From John’s way of speech it is clear their audiences are similar even when the words differ. Both have more mysticism in their writings than the other gospels. It is possible John wrote to those that had come to know of God through Philo’s evangelism.
Philo saw the cosmos as a great chain of being presided over by the Logos, a term going back to pre-Socratic philosophy, which is the mediator between God and the world, though at one point he identifies the Logos as a second God. Philo departed from Plato principally in using the term Logos for the Idea of Ideas and for the Ideas as a whole and in his statement that the Logos is the place of the intelligible world. In anticipation of Christian doctrine he called the Logos the first-begotten Son of God, the man of God, the image of God, and second to God.

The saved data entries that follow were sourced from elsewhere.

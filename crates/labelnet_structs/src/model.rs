use chrono::{DateTime, Utc};
use serde::{Deserialize, Serialize};

use crate::Visibility;

pub const MODEL_NAME_MAX_LEN: usize = 100;

/// Kind of input a model is meant for.
#[derive(
    Debug,
    Clone,
    Copy,
    PartialEq,
    Eq,
    Hash,
    Default,
    Serialize,
    Deserialize,
    sqlx::Type,
    strum::Display,
    strum::EnumString,
)]
#[sqlx(type_name = "model_type", rename_all = "snake_case")]
#[serde(rename_all = "snake_case")]
#[strum(serialize_all = "snake_case", ascii_case_insensitive)]
pub enum ModelType {
    #[default]
    Image,
    Text,
}

/// A user-authored network and the outcome of its last training run.
#[derive(Debug, Clone, Serialize, Deserialize, sqlx::FromRow)]
pub struct Model {
    pub id: i64,
    pub name: String,
    pub owner_id: i64,
    pub description: String,
    pub created_at: DateTime<Utc>,
    pub image: Option<String>,
    pub image_small: Option<String>,
    pub verified: bool,
    pub model_type: ModelType,

    /// Dataset the model was last trained on
    pub trained_on: Option<i64>,
    pub trained_accuracy: Option<f64>,

    /// Dataset the model was last evaluated on
    pub evaluated_on: Option<i64>,
    pub evaluated_accuracy: Option<f64>,

    pub visibility: Visibility,

    /// Object path of the built weights, set once the model has been built
    pub model_file: Option<String>,
    pub optimizer: Option<String>,
    pub loss_function: Option<String>,

    pub download_count: i64,
}

impl Model {
    /// Whether `profile_id` may read this model.
    #[must_use]
    pub fn is_visible_to(&self, profile_id: Option<i64>) -> bool {
        self.visibility.is_public() || profile_id == Some(self.owner_id)
    }
}

/// Fields needed to create a model.
#[derive(Debug, Clone, Default)]
pub struct NewModel {
    pub name: String,
    pub description: String,
    pub visibility: Visibility,
    pub model_type: ModelType,
}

John 1:1 is just calling the logos a second God just like Philo did. It was not new at that time and it certainly did not mean the word was God in all ways.
In fact Philo actually John’s words even though he was speaking of the OT.
Logos
b.) When the scripture uses the Greek term for God ho theos, it refers to the true God, but when it uses the term theos, without the article ho, it refers not to the God, but to his most ancient Logos (Somn. 1.229-230).From what I have come to understand saying calling the logos God is equivalent to saying the word that comes out of God’s mouth is Divine.

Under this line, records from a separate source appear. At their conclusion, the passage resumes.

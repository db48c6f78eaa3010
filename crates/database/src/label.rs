//! Repository functions for label operations.

use labelnet_structs::Label;

use crate::{ReorderError, get_pool, reorder_children};

const LABEL_COLUMNS: &str = "id, dataset_id, owner_id, name, color, keybind, index";

/// Appends a label to a dataset.
///
/// # Errors
///
/// Returns an error if the database operation fails.
pub async fn insert_label(
    dataset_id: i64,
    owner_id: i64,
    name: &str,
    color: &str,
    keybind: &str,
) -> Result<Label, sqlx::Error> {
    let pool = get_pool();

    sqlx::query_as::<_, Label>(&format!(
        r"
        INSERT INTO labels (dataset_id, owner_id, name, color, keybind, index)
        VALUES ($1, $2, $3, $4, $5,
            (SELECT COALESCE(MAX(index) + 1, 0) FROM labels WHERE dataset_id = $1))
        RETURNING {LABEL_COLUMNS}
        "
    ))
    .bind(dataset_id)
    .bind(owner_id)
    .bind(name)
    .bind(color)
    .bind(keybind)
    .fetch_one(pool)
    .await
}

/// Finds a label by id.
///
/// # Errors
///
/// Returns an error if the database operation fails.
pub async fn find_label(id: i64) -> Result<Option<Label>, sqlx::Error> {
    let pool = get_pool();

    sqlx::query_as::<_, Label>(&format!("SELECT {LABEL_COLUMNS} FROM labels WHERE id = $1"))
        .bind(id)
        .fetch_optional(pool)
        .await
}

/// Lists the labels of a dataset in class order.
///
/// # Errors
///
/// Returns an error if the database operation fails.
pub async fn list_dataset_labels(dataset_id: i64) -> Result<Vec<Label>, sqlx::Error> {
    let pool = get_pool();

    sqlx::query_as::<_, Label>(&format!(
        "SELECT {LABEL_COLUMNS} FROM labels WHERE dataset_id = $1 ORDER BY index, id"
    ))
    .bind(dataset_id)
    .fetch_all(pool)
    .await
}

/// Updates the editable fields of a label.
///
/// # Errors
///
/// Returns an error if the database operation fails.
pub async fn update_label(
    id: i64,
    name: &str,
    color: &str,
    keybind: &str,
) -> Result<Label, sqlx::Error> {
    let pool = get_pool();

    sqlx::query_as::<_, Label>(&format!(
        "UPDATE labels SET name = $2, color = $3, keybind = $4 WHERE id = $1 RETURNING {LABEL_COLUMNS}"
    ))
    .bind(id)
    .bind(name)
    .bind(color)
    .bind(keybind)
    .fetch_one(pool)
    .await
}

/// Deletes a label. Its areas go with it and its elements become unlabeled.
///
/// # Errors
///
/// Returns an error if the database operation fails.
pub async fn delete_label(id: i64) -> Result<(), sqlx::Error> {
    let pool = get_pool();

    sqlx::query("DELETE FROM labels WHERE id = $1")
        .bind(id)
        .execute(pool)
        .await?;

    Ok(())
}

/// Applies a new label order within a dataset.
///
/// # Errors
///
/// Returns an error if an id is not a label of the dataset or the database fails.
pub async fn reorder_labels(dataset_id: i64, order: &[(i64, i32)]) -> Result<(), ReorderError> {
    reorder_children("labels", "dataset_id", dataset_id, order).await
}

June 17, 2016 at 4:59 pm#815003hoghead1ParticipantHell again, Kirwin,
Philo does depict the Logos as a lesser god, however. He also emphasizes the inherent evil of teh spacio-temporal world, a per Plato. Really then, he is far more of a gnostic. Of course, Gnosticism was a strong movement within the early church, though eventually declared a heresy.
June 17, 2016 at 5:29 pm#815006kerwinParticipantHogshead,
He might have had Gnostic leanings but he was definitely not a true Gnostic as his idea of a demiurge varied drastically from theirs. To Philo the demiurge is a tool of God so that the later does not act directly with his creation while the Gnostics teach the demiurge rebels against God and makes a flawed creation. In addition Pilo’s demiurge is not actually a being. It is the word that comes out of God’s Mouth.
On aside not some Gnostic teachings are still present in the church though they have evolved over time.
June 17, 2016 at 11:53 pm#815011hoghead1ParticipantYes, I would agree with that about Philo. I’m just stressing that he definitely has gnostic tendencies. Yes, definitely gnostic teachings were and are present in the church. Those are to be found in the static, world-negating God of classical theism.
June 19, 2016 at 7:50 am#815037942767ParticipantHi hoghead1:
I side with t8 on that. (meaning that you believe that the “Logos” in John 1 is Jesus, and that Philippians 2:6 is speaking about a pre-existent Jesus who was “in the form of God” prior to being born into this world in the likeness of human flesh.)
Well if that is what you believe, please explain what it means to be “in the form of God” and where do you see Jesus manifest as such in the OT prior to his birth into this world?
John 1 states that “the Word was God”. The definition of the word Logos is:
of speech
a word, uttered by a living voice, embodies a conception or idea
The Word (what God has spoken pertains to Jesus), but is not him as some pre-existent being. Jesus was foreordained (1 Peter 1:1:18-20, Ephesians 1:9-10, Gal 4:4)
Jesus was “in the form of God” in his ministry on earth as God’s Christ. The Apostle Paul was teaching the Philippians about humility, not about a pre-existent Christ.